When the word "false" shows up in a line of the data below, copy that whole line.

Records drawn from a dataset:

· · · ·

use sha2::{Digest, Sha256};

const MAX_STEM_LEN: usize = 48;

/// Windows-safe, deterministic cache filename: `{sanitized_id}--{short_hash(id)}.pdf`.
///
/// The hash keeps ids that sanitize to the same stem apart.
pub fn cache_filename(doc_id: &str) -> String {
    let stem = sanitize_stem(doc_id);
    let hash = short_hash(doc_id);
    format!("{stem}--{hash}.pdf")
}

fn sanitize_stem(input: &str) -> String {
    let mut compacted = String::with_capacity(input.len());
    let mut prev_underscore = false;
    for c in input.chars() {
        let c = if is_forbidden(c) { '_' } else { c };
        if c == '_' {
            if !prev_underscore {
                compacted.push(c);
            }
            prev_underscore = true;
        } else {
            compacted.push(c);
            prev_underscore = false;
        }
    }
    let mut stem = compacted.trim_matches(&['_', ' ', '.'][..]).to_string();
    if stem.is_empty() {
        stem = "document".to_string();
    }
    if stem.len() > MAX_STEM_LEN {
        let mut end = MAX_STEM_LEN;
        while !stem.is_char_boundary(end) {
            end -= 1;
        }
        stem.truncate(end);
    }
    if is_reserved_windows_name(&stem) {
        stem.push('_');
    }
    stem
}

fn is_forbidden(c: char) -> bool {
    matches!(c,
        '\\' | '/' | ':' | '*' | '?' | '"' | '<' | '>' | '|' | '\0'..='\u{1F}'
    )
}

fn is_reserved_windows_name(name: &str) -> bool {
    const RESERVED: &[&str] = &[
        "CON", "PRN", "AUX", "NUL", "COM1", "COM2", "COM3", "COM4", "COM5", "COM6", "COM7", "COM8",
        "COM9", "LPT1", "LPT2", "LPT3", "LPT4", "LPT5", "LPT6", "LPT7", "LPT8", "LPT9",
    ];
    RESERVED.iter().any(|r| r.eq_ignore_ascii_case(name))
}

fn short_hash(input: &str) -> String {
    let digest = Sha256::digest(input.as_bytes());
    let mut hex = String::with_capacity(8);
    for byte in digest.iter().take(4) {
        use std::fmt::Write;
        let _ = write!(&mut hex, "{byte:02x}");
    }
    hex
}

· · · ·

**Reply to the exercise:**
    let mut prev_underscore = false;
            prev_underscore = false;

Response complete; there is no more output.